# RECORD EXCERPTS

//! Sample windows backing the moving average.
//!
//! This module holds the per-series sample history averaged by the
//! [`SmaTransformer`](crate::transformers::sma::SmaTransformer).
//!
//! # Overview
//!
//! Every metric identity gets one [`WindowState`], allocated the first time a
//! record for that identity is averaged. A window state holds one circular buffer
//! of `window_size` samples per data source slot, plus a write cursor per slot.
//!
//! - Buffers start zero-filled, so the average is biased toward zero until a slot
//!   has seen `window_size` samples.
//! - The cursor always points at the oldest sample, which is the next one to be
//!   overwritten.
//! - The slot count is fixed at allocation and must match every later record of
//!   the same identity.
//! - A series holds at most [`MAX_WINDOW_VALUES`] samples across all its slots.
//!   Larger shapes are refused like any other allocation failure.
//!
//! [`WindowStore`] keys window states by [`MetricIdentity`] on top of an
//! [`InMemoryKeyedStateStore`], so records of different series never contend for
//! the same lock.
//!
//! # Example
//!
//! ```rust
//! use sma_target::record::MetricIdentity;
//! use sma_target::window::WindowStore;
//! use std::num::NonZeroUsize;
//!
//! let store = WindowStore::new();
//! let identity = MetricIdentity::new("web01", "load", "load");
//! let window = store
//!   .ensure_allocated(&identity, 1, NonZeroUsize::new(3).unwrap())
//!   .unwrap();
//!
//! assert_eq!(store.push_and_average(&window, 0, 9.0).unwrap(), 3.0);
//! assert_eq!(store.push_and_average(&window, 0, 3.0).unwrap(), 4.0);
//! ```

use crate::record::MetricIdentity;
use crate::stateful_transformer::{
  InMemoryKeyedStateStore, KeyedStateStore, KeyedStateStoreExt, SharedState, StateError,
  StateInit, StateResult,
};
use std::num::NonZeroUsize;
use tracing::debug;

/// Most samples a single series may hold across all of its slots.
pub const MAX_WINDOW_VALUES: usize = 1 << 24;

/// Circular sample buffers for every data source slot of one series.
#[derive(Debug, Clone, PartialEq)]
pub struct WindowState {
  window_size: usize,
  data_source_count: usize,
  // Slot `i` occupies `buffers[i * window_size..(i + 1) * window_size]`.
  buffers: Vec<f64>,
  cursors: Vec<usize>,
}

impl WindowState {
  /// Allocates zeroed buffers and cursors for `data_source_count` slots.
  ///
  /// Returns `None` if the memory cannot be obtained or the shape needs more
  /// than [`MAX_WINDOW_VALUES`] samples.
  pub fn try_new(data_source_count: usize, window_size: NonZeroUsize) -> Option<Self> {
    let window_size = window_size.get();
    let len = data_source_count
      .checked_mul(window_size)
      .filter(|len| *len <= MAX_WINDOW_VALUES)?;

    let mut buffers = Vec::new();
    buffers.try_reserve_exact(len).ok()?;
    buffers.resize(len, 0.0);

    let mut cursors = Vec::new();
    cursors.try_reserve_exact(data_source_count).ok()?;
    cursors.resize(data_source_count, 0);

    Some(Self {
      window_size,
      data_source_count,
      buffers,
      cursors,
    })
  }

  /// Number of samples per slot.
  pub fn window_size(&self) -> usize {
    self.window_size
  }

  /// Number of data source slots, fixed at allocation.
  pub fn data_source_count(&self) -> usize {
    self.data_source_count
  }

  /// The raw circular buffer of `slot`, in storage order (not age order).
  pub fn buffer(&self, slot: usize) -> Option<&[f64]> {
    if slot >= self.data_source_count {
      return None;
    }
    let offset = slot * self.window_size;
    Some(&self.buffers[offset..offset + self.window_size])
  }

  /// Index of the next sample of `slot` to be overwritten.
  pub fn cursor(&self, slot: usize) -> Option<usize> {
    self.cursors.get(slot).copied()
  }

  /// Stores `value` over the oldest sample of `slot` and returns the new mean.
  ///
  /// The mean is taken over all `window_size` entries, including zero padding
  /// that has not been overwritten yet.
  pub fn push_and_average(&mut self, slot: usize, value: f64) -> StateResult<f64> {
    if slot >= self.data_source_count {
      return Err(StateError::SlotOutOfRange {
        slot,
        data_source_count: self.data_source_count,
      });
    }

    let offset = slot * self.window_size;
    let cursor = self.cursors[slot];
    self.buffers[offset + cursor] = value;
    self.cursors[slot] = (cursor + 1) % self.window_size;

    let sum: f64 = self.buffers[offset..offset + self.window_size].iter().sum();
    Ok(sum / self.window_size as f64)
  }
}

/// Shared, individually locked window of one series.
pub type SharedWindow = SharedState<WindowState>;

/// Window states of every series a transformer has seen.
#[derive(Debug, Default)]
pub struct WindowStore {
  states: InMemoryKeyedStateStore<MetricIdentity, WindowState>,
}

impl WindowStore {
  /// Creates an empty store.
  pub fn new() -> Self {
    Self::default()
  }

  /// Returns the window of `identity`, allocating it on first use.
  ///
  /// An existing window is returned unchanged. If it was allocated for a different
  /// number of data sources, [`StateError::ShapeMismatch`] is returned and the
  /// window is left untouched.
  pub fn ensure_allocated(
    &self,
    identity: &MetricIdentity,
    data_source_count: usize,
    window_size: NonZeroUsize,
  ) -> StateResult<SharedWindow> {
    let window = self.states.get_or_try_insert(identity.clone(), || {
      debug!(
        identity = %identity,
        data_source_count,
        window_size = window_size.get(),
        "allocating moving average window"
      );
      WindowState::try_new(data_source_count, window_size).ok_or_else(|| {
        StateError::Allocation {
          identity: identity.to_string(),
          requested: data_source_count.saturating_mul(window_size.get()),
        }
      })
    })?;

    let expected = window.lock()?.data_source_count();
    if expected != data_source_count {
      return Err(StateError::ShapeMismatch {
        identity: identity.to_string(),
        expected,
        actual: data_source_count,
      });
    }
    Ok(window)
  }

  /// Pushes one sample into `slot` of `window` and returns the updated mean.
  pub fn push_and_average(&self, window: &SharedWindow, slot: usize, value: f64) -> StateResult<f64> {
    let mut state = window.lock()?;
    state.push_and_average(slot, value)
  }

  /// Returns a copy of the current window of `identity`, if any.
  pub fn snapshot(&self, identity: &MetricIdentity) -> StateResult<Option<WindowState>> {
    let Some(window) = self.states.get(identity)? else {
      return Ok(None);
    };
    let state = window.lock()?.clone();
    Ok(Some(state))
  }

  /// Returns `true` if a window exists for `identity`.
  pub fn contains(&self, identity: &MetricIdentity) -> bool {
    matches!(self.states.get(identity), Ok(Some(_)))
  }

  /// Identities with an allocated window.
  pub fn identities(&self) -> StateResult<Vec<MetricIdentity>> {
    self.states.keys()
  }
}

impl KeyedStateStore<MetricIdentity, WindowState> for WindowStore {
  fn get(&self, key: &MetricIdentity) -> StateResult<Option<SharedWindow>> {
    self.states.get(key)
  }

  fn get_or_try_insert_with(
    &self,
    key: MetricIdentity,
    init: StateInit<'_, WindowState>,
  ) -> StateResult<SharedWindow> {
    self.states.get_or_try_insert_with(key, init)
  }

  fn remove(&self, key: &MetricIdentity) -> StateResult<bool> {
    self.states.remove(key)
  }

  fn clear(&self) {
    self.states.clear()
  }

  fn len(&self) -> usize {
    self.states.len()
  }

  fn keys(&self) -> StateResult<Vec<MetricIdentity>> {
    self.states.keys()
  }
}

# WORK INSTRUCTION
Show each line of the material above where "SharedWindow" occurs.

# ANSWER TO THE EXERCISE
pub type SharedWindow = SharedState<WindowState>;
  ) -> StateResult<SharedWindow> {
  pub fn push_and_average(&self, window: &SharedWindow, slot: usize, value: f64) -> StateResult<f64> {
  fn get(&self, key: &MetricIdentity) -> StateResult<Option<SharedWindow>> {
  ) -> StateResult<SharedWindow> {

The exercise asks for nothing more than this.